Apple hat im vergangenen Quartal so viel umgesetzt wie nie zuvor.
Der Konzern steigerte Umsatz und Gewinn deutlich und profitierte vor allem von einer starken Nachfrage nach iPhones und Macs.
MacBook Neo und Service-Sparte boomten
Besonders das neue MacBook Neo entwickelte sich zu einem Verkaufserfolg und sorgte dafür, dass die Mac-Sparte überraschend kräftig zulegen konnte. Auch das Servicegeschäft wuchs weiter und trug erneut einen wichtigen Teil zum Ergebnis bei.
Trotz der Rekordzahlen gerät die Aktie nach den Quartalszahlen heute massiv unter Druck. Schon vorbörslich fiel das Papier von 333 auf 307 US-Dollar. Ein Minus von fast 5 Prozent.
Anleger störten sich weniger an den aktuellen Ergebnissen als vielmehr am vorsichtigeren Ausblick.

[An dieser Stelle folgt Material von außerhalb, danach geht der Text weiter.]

use serde::{Serialize, Serializer};

/// 1-based vertex identifier, used directly as an array index
pub type Vertex = usize;

/// Key of a vertex that has not been reached
pub const INFINITY: u64 = u64::MAX;

/// One entry of a vertex's adjacency list
#[derive(Debug, Clone, Copy, PartialEq, Eq, Serialize)]
pub struct Neighbor {
    pub vertex: Vertex,
    pub weight: u32,
}

/// An undirected weighted edge as it appeared in the input
#[derive(Debug, Clone, Copy, PartialEq, Eq, Serialize)]
pub struct Edge {
    pub u: Vertex,
    pub v: Vertex,
    pub weight: u32,
}

/// Visit state of a vertex during a traversal
#[derive(Debug, Clone, Copy, PartialEq, Eq, Serialize)]
#[serde(rename_all = "lowercase")]
pub enum Colour {
    /// Not discovered yet
    White,
    /// Discovered, neighbours still being examined
    Grey,
    /// Finished
    Black,
}

#[derive(Debug, Clone, Copy, PartialEq, Eq, Serialize)]
#[serde(rename_all = "snake_case")]
pub enum TraversalKind {
    DepthFirst,
    BreadthFirst,
}

/// Output of a depth-first or breadth-first walk.
///
/// All per-vertex vectors are indexed by vertex id and have length `V + 1`;
/// slot 0 is unused.
///
/// For depth-first walks `discovery`/`finish` hold timestamps from a single
/// clock that ticks once on entry and once on exit of each vertex. For
/// breadth-first walks `discovery` holds the distance in edges from the
/// source and `finish` is always `None`.
#[derive(Debug, Clone, PartialEq, Eq, Serialize)]
pub struct TraversalResult {
    pub kind: TraversalKind,
    pub source: Vertex,
    pub visit_order: Vec<Vertex>,
    pub parent: Vec<Option<Vertex>>,
    pub discovery: Vec<Option<usize>>,
    pub finish: Vec<Option<usize>>,
    pub colour: Vec<Colour>,
}

impl TraversalResult {
    pub fn vertex_count(&self) -> usize {
        self.parent.len().saturating_sub(1)
    }

    pub fn is_reached(&self, vertex: Vertex) -> bool {
        self.colour
            .get(vertex)
            .is_some_and(|&colour| colour != Colour::White)
    }

    /// Edge distance from the source (breadth-first walks only)
    pub fn distance(&self, vertex: Vertex) -> Option<usize> {
        match self.kind {
            TraversalKind::BreadthFirst => self.discovery.get(vertex).copied().flatten(),
            TraversalKind::DepthFirst => None,
        }
    }

    /// `(parent, child)` pairs of the traversal forest, ordered by child id
    pub fn tree_edges(&self) -> Vec<(Vertex, Vertex)> {
        self.parent
            .iter()
            .enumerate()
            .filter_map(|(child, parent)| parent.map(|p| (p, child)))
            .collect()
    }
}

#[derive(Debug, Clone, Copy, PartialEq, Eq, Serialize)]
pub enum TreeKind {
    /// Prim minimum spanning tree; `weight[v]` is the weight of the edge attaching `v`
    #[serde(rename = "mst")]
    MinimumSpanning,
    /// Dijkstra shortest path tree; `weight[v]` is the distance from the source
    #[serde(rename = "spt")]
    ShortestPath,
}

/// A tree edge from a [`TreeResult`]
#[derive(Debug, Clone, Copy, PartialEq, Eq, Serialize)]
pub struct TreeEdge {
    pub parent: Vertex,
    pub child: Vertex,
    pub weight: u64,
}

/// Output of Prim or Dijkstra.
///
/// `parent` and `weight` are indexed by vertex id with slot 0 unused.
/// Unreached vertices keep `parent = None` and `weight = INFINITY`.
#[derive(Debug, Clone, PartialEq, Eq, Serialize)]
pub struct TreeResult {
    pub kind: TreeKind,
    pub source: Vertex,
    pub parent: Vec<Option<Vertex>>,
    #[serde(serialize_with = "serialize_weights")]
    pub weight: Vec<u64>,
}

impl TreeResult {
    pub fn vertex_count(&self) -> usize {
        self.parent.len().saturating_sub(1)
    }

    pub fn is_reached(&self, vertex: Vertex) -> bool {
        vertex != 0 && self.weight.get(vertex).is_some_and(|&w| w != INFINITY)
    }

    /// Distance (SPT) or attach weight (MST) of `vertex`, `None` if unreached
    pub fn distance(&self, vertex: Vertex) -> Option<u64> {
        if self.is_reached(vertex) {
            Some(self.weight[vertex])
        } else {
            None
        }
    }

    /// Tree edges ordered by child id, each with the weight of the graph edge it uses
    pub fn edges(&self) -> Vec<TreeEdge> {
        self.parent
            .iter()
            .enumerate()
            .filter_map(|(child, parent)| {
                let parent = (*parent)?;
                let weight = match self.kind {
                    TreeKind::MinimumSpanning => self.weight[child],
                    TreeKind::ShortestPath => self.weight[child].saturating_sub(self.weight[parent]),
                };
                Some(TreeEdge {
                    parent,
                    child,
                    weight,
                })
            })
            .collect()
    }

    /// Sum of the weights of all tree edges
    pub fn total_weight(&self) -> u64 {
        self.edges().iter().map(|edge| edge.weight).sum()
    }

    /// Vertices on the tree path from the source to `vertex`, both included
    pub fn path_to(&self, vertex: Vertex) -> Option<Vec<Vertex>> {
        if !self.is_reached(vertex) {
            return None;
        }

        let mut path = vec![vertex];
        let mut current = vertex;
        while current != self.source {
            current = self.parent.get(current).copied().flatten()?;
            path.push(current);
            if path.len() > self.parent.len() {
                return None;
            }
        }
        path.reverse();
        Some(path)
    }
}

fn serialize_weights<S: Serializer>(weights: &[u64], serializer: S) -> Result<S::Ok, S::Error> {
    serializer.collect_seq(
        weights
            .iter()
            .map(|&w| if w == INFINITY { None } else { Some(w) }),
    )
}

Apple rechnet in den kommenden Monaten mit Engpässen bei wichtigen Komponenten sowie steigenden Speicherpreisen. Dadurch könnten Umsatz und Gewinn stärker belastet werden als bislang erwartet.
Analysten sehen 300 bis 340 US-Dollar
An der Wall Street gehen die Meinungen dennoch auseinander. Rosenblatt Securities bleibt skeptisch – die Banker sehen das Kursziel für die Apple-Aktie nur noch bei 300 US-Dollar.
Die Analysten erwarten, dass die kommende iPhone-18-Generation einen neuen Upgrade-Zyklus auslöst und viele Nutzer zum Wechsel bewegt. Außerdem senkte JPMorgan wegen der erwarteten Lieferengpässe zwar das Kursziel für Dezember 2027 leicht von 345 auf 340 US-Dollar, hält aber weiterhin an einer positiven Einschätzung der Aktie fest.
Nach Ansicht der Bank bleibt Apples Marktposition trotz kurzfristiger Herausforderungen außergewöhnlich stark und die langfristigen Wachstumsaussichten intakt.
Insgesamt zeichnet sich bei Apple ein gemischtes Bild ab
Operativ läuft das Geschäft besser als erwartet, doch steigende Kosten, mögliche Lieferprobleme und ein vorsichtiger Ausblick sorgen kurzfristig für Unsicherheit an der Börse.
Langfristig setzen die meistrn Analysten jedoch weiterhin auf Apples starke Produktpalette, die hohe Kundenbindung und den erwarteten iPhone-18-Zyklus.